Se escapó a la carrera, huyendo del vergonzoso acto que le exigían. Luego transmitió sus pensamientos a Ripton, que le dijo que eran de niña, un comentario ofensivo que Richard se guardó; después tomó prestadas un par de escopetas del cobertizo de los alguaciles. Ripton disparó con muy mala puntería y Richard lo llamó idiota. Sintiendo que las circunstancias conspiraban para que lo pareciera, Ripton alzó la cabeza y replicó en tono desafiante:
—¡No soy idiota!
Esta furiosa respuesta, tan impertinente, irritó a Richard, al que aún le dolía haber perdido las aves por la mala puntería de Ripton, y se consideraba agraviado. Así que impuso otra vez el abusivo epíteto con mayor énfasis.
—No me llames así, lo sea o no —dijo Ripton, mordiéndose los labios con rabia.
Se volvía un asunto personal. Richard alzó las cejas y lo miró un instante, retándole.

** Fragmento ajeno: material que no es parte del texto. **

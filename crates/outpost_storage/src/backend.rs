//! Storage backend trait definition.

use crate::error::{StorageError, StorageResult};

/// A low-level keyed storage backend for Outpost.
///
/// Storage backends are **opaque byte stores**. Each key addresses one slot
/// holding one value; Outpost owns the interpretation of those bytes
/// (JSON collections, the tombstone queue, settings).
///
/// # Invariants
///
/// - `get` returns exactly the bytes of the last successful `put` for that key
/// - `put` replaces the value as a whole; readers never observe a partial value
/// - A failed `put` leaves the previous value intact
/// - Writes to different keys are independent (no cross-key transactions)
///
/// # Implementors
///
/// - [`super::InMemoryBackend`] - For testing
/// - [`super::FileBackend`] - For persistent storage
pub trait KvBackend: Send + Sync {
    /// Reads the value stored under `key`.
    ///
    /// Returns `Ok(None)` if the key has never been written or was removed.
    ///
    /// # Errors
    ///
    /// Returns an error if the key is invalid or an I/O error occurs.
    fn get(&self, key: &str) -> StorageResult<Option<Vec<u8>>>;

    /// Stores `value` under `key`, replacing any previous value.
    ///
    /// # Errors
    ///
    /// Returns an error if:
    /// - The key is invalid for this backend
    /// - The write would exceed the backend quota
    /// - An I/O error occurs
    fn put(&self, key: &str, value: &[u8]) -> StorageResult<()>;

    /// Removes the value stored under `key`.
    ///
    /// Removing a key that does not exist succeeds.
    ///
    /// # Errors
    ///
    /// Returns an error if the key is invalid or an I/O error occurs.
    fn remove(&self, key: &str) -> StorageResult<()>;

    /// Returns all keys currently holding a value, sorted.
    ///
    /// # Errors
    ///
    /// Returns an error if the key listing cannot be read.
    fn keys(&self) -> StorageResult<Vec<String>>;

    /// Returns the total number of value bytes held by the backend.
    ///
    /// # Errors
    ///
    /// Returns an error if the size cannot be determined.
    fn size(&self) -> StorageResult<u64>;

    /// Returns true if `key` currently holds a value.
    ///
    /// # Errors
    ///
    /// Returns an error if the underlying read fails.
    fn contains(&self, key: &str) -> StorageResult<bool> {
        Ok(self.get(key)?.is_some())
    }
}

/// Checks that `key` is usable by every backend.
///
/// Keys must be non-empty, must not start with `.` and may only contain
/// ASCII letters, digits, `_`, `-` and `.`. This keeps keys valid as file
/// names for [`super::FileBackend`].
///
/// # Errors
///
/// Returns [`StorageError::InvalidKey`] describing the first violation.
pub fn validate_key(key: &str) -> StorageResult<()> {
    if key.is_empty() {
        return Err(StorageError::invalid_key(key, "key is empty"));
    }
    if key.starts_with('.') {
        return Err(StorageError::invalid_key(key, "key starts with '.'"));
    }
    if !key
        .bytes()
        .all(|b| b.is_ascii_alphanumeric() || matches!(b, b'_' | b'-' | b'.'))
    {
        return Err(StorageError::invalid_key(
            key,
            "key contains characters outside [A-Za-z0-9_.-]",
        ));
    }
    Ok(())
}
//! CLI command implementations.

pub mod backup;
pub mod inspect;
pub mod pending;

use outpost_core::{LocalDb, StoreConfig};
use std::path::Path;

/// Opens the store at `path` under `namespace`.
///
/// Refuses to create a new directory so a mistyped path is reported
/// instead of silently opening an empty store.
pub fn open(path: &Path, namespace: &str) -> Result<LocalDb, Box<dyn std::error::Error>> {
    if !path.is_dir() {
        return Err(format!("No store found at {}", path.display()).into());
    }
    Ok(LocalDb::open_with_config(
        path,
        StoreConfig::new().namespace(namespace),
    )?)
}
//! Keyed collection store over a key-value backend.

use crate::error::CoreResult;
use outpost_storage::KvBackend;
use serde::de::DeserializeOwned;
use serde::Serialize;
use serde_json::Value;
use std::fmt;
use std::sync::Arc;
use tracing::{debug, warn};

/// Why a stored collection could not be read as-is.
#[derive(Debug, Clone, PartialEq, Eq)]
pub enum RecoveryReason {
    /// The backend failed to read the key.
    Unreadable(String),
    /// The bytes are not valid JSON.
    Malformed(String),
    /// The JSON is valid but not an array.
    NotAnArray,
    /// Some array elements did not fit the record type and were dropped.
    InvalidElements {
        /// Number of elements dropped.
        dropped: usize,
    },
}

impl RecoveryReason {
    /// Returns true if saving the recovered collection would discard
    /// stored data that might still be salvageable.
    #[must_use]
    pub fn loses_data(&self) -> bool {
        !matches!(self, RecoveryReason::NotAnArray)
    }
}

impl fmt::Display for RecoveryReason {
    fn fmt(&self, f: &mut fmt::Formatter<'_>) -> fmt::Result {
        match self {
            RecoveryReason::Unreadable(e) => write!(f, "unreadable: {e}"),
            RecoveryReason::Malformed(e) => write!(f, "malformed JSON: {e}"),
            RecoveryReason::NotAnArray => f.write_str("not an array"),
            RecoveryReason::InvalidElements { dropped } => {
                write!(f, "{dropped} invalid element(s) dropped")
            }
        }
    }
}

/// The result of reading a collection.
///
/// Distinguishes an absent collection from one recovered out of corrupt
/// storage. Both are non-fatal.
#[derive(Debug, Clone, PartialEq)]
pub enum LoadOutcome<T> {
    /// The key holds no value.
    Missing,
    /// The collection was read intact.
    Loaded(Vec<T>),
    /// The stored value was corrupt; `records` is what could be salvaged.
    Recovered {
        /// Salvaged records (empty unless only some elements were invalid).
        records: Vec<T>,
        /// What was wrong with the stored value.
        reason: RecoveryReason,
    },
}

impl<T> LoadOutcome<T> {
    /// Returns the records, treating absence and corruption as empty.
    #[must_use]
    pub fn into_records(self) -> Vec<T> {
        match self {
            LoadOutcome::Missing => Vec::new(),
            LoadOutcome::Loaded(records) | LoadOutcome::Recovered { records, .. } => records,
        }
    }

    /// Returns true if the stored value was corrupt.
    #[must_use]
    pub fn is_recovered(&self) -> bool {
        matches!(self, LoadOutcome::Recovered { .. })
    }

    /// Returns the recovery reason, if any.
    #[must_use]
    pub fn recovery_reason(&self) -> Option<&RecoveryReason> {
        match self {
            LoadOutcome::Recovered { reason, .. } => Some(reason),
            _ => None,
        }
    }
}

/// Generic get/save access to named record collections.
///
/// Each collection is one JSON array stored under one key. Reads never
/// fail: a missing key is an empty collection and corrupt content is
/// recovered (and logged). Writes replace the whole collection and their
/// failures surface to the caller.
#[derive(Clone)]
pub struct CollectionStore {
    backend: Arc<dyn KvBackend>,
}

impl CollectionStore {
    /// Creates a store over the given backend.
    pub fn new(backend: Arc<dyn KvBackend>) -> Self {
        Self { backend }
    }

    /// Returns the underlying backend.
    #[must_use]
    pub fn backend(&self) -> &Arc<dyn KvBackend> {
        &self.backend
    }

    /// Reads the collection at `key`, reporting any recovery.
    pub fn load_checked<T: DeserializeOwned>(&self, key: &str) -> LoadOutcome<T> {
        let bytes = match self.backend.get(key) {
            Ok(Some(bytes)) => bytes,
            Ok(None) => return LoadOutcome::Missing,
            Err(e) => return recovered(key, Vec::new(), RecoveryReason::Unreadable(e.to_string())),
        };

        let value: Value = match serde_json::from_slice(&bytes) {
            Ok(value) => value,
            Err(e) => return recovered(key, Vec::new(), RecoveryReason::Malformed(e.to_string())),
        };

        let Value::Array(items) = value else {
            return recovered(key, Vec::new(), RecoveryReason::NotAnArray);
        };

        let total = items.len();
        let records: Vec<T> = items
            .into_iter()
            .filter_map(|item| serde_json::from_value(item).ok())
            .collect();

        if records.len() < total {
            let dropped = total - records.len();
            return recovered(key, records, RecoveryReason::InvalidElements { dropped });
        }

        LoadOutcome::Loaded(records)
    }

    /// Reads the collection at `key`; absent or corrupt reads as empty.
    pub fn load<T: DeserializeOwned>(&self, key: &str) -> Vec<T> {
        self.load_checked(key).into_records()
    }

    /// Reads the collection at `key` as raw JSON values.
    pub fn load_raw(&self, key: &str) -> Vec<Value> {
        self.load(key)
    }

    /// Replaces the collection at `key`.
    ///
    /// # Errors
    ///
    /// Returns an error if serialization or the backend write fails
    /// (for example when the storage quota is exceeded).
    pub fn save<T: Serialize>(&self, key: &str, records: &[T]) -> CoreResult<()> {
        let bytes = serde_json::to_vec(records)?;
        self.backend.put(key, &bytes)?;
        debug!(key, records = records.len(), bytes = bytes.len(), "collection saved");
        Ok(())
    }

    /// Replaces the collection at `key` with raw JSON values.
    ///
    /// # Errors
    ///
    /// Returns an error if the backend write fails.
    pub fn save_raw(&self, key: &str, values: &[Value]) -> CoreResult<()> {
        self.save(key, values)
    }

    /// Reads a single-value slot (settings, draft).
    ///
    /// Returns `None` if the key is absent or its content does not parse.
    pub fn read_value<T: DeserializeOwned>(&self, key: &str) -> Option<T> {
        let bytes = match self.backend.get(key) {
            Ok(bytes) => bytes?,
            Err(e) => {
                warn!(key, error = %e, "slot unreadable");
                return None;
            }
        };
        match serde_json::from_slice(&bytes) {
            Ok(value) => Some(value),
            Err(e) => {
                warn!(key, error = %e, "slot malformed, ignoring");
                None
            }
        }
    }

    /// Writes a single-value slot.
    ///
    /// # Errors
    ///
    /// Returns an error if serialization or the backend write fails.
    pub fn write_value<T: Serialize>(&self, key: &str, value: &T) -> CoreResult<()> {
        let bytes = serde_json::to_vec(value)?;
        self.backend.put(key, &bytes)?;
        Ok(())
    }

    /// Removes whatever is stored at `key`.
    ///
    /// # Errors
    ///
    /// Returns an error if the backend fails.
    pub fn remove(&self, key: &str) -> CoreResult<()> {
        self.backend.remove(key)?;
        Ok(())
    }
}

impl fmt::Debug for CollectionStore {
    fn fmt(&self, f: &mut fmt::Formatter<'_>) -> fmt::Result {
        f.debug_struct("CollectionStore").finish_non_exhaustive()
    }
}

fn recovered<T>(key: &str, records: Vec<T>, reason: RecoveryReason) -> LoadOutcome<T> {
    warn!(key, %reason, salvaged = records.len(), "recovered corrupt collection");
    LoadOutcome::Recovered { records, reason }
}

Después le informó de que, desde luego, iba a llamarlo así, y no debía objetar a que se lo llamase veinte veces.
—¡Hazlo y verás! —respondió Ripton, removiéndose en el sitio y respirando con rapidez.
Con una solemnidad de la que solo los niños y otros bárbaros son capaces, Richard repitió el calificativo hasta llegar a veinte, insistiendo en el epíteto y evitando que la progresión se hiciera monótona, mientras Ripton, por decirlo así asentía con la cabeza a la precisión de su camarada, dejando constancia de su humillación. El perro que se encontraba con ellos contemplaba la escena meneando la cola.
Veinte veces repitió Richard, intencionadamente, la ofensiva palabra.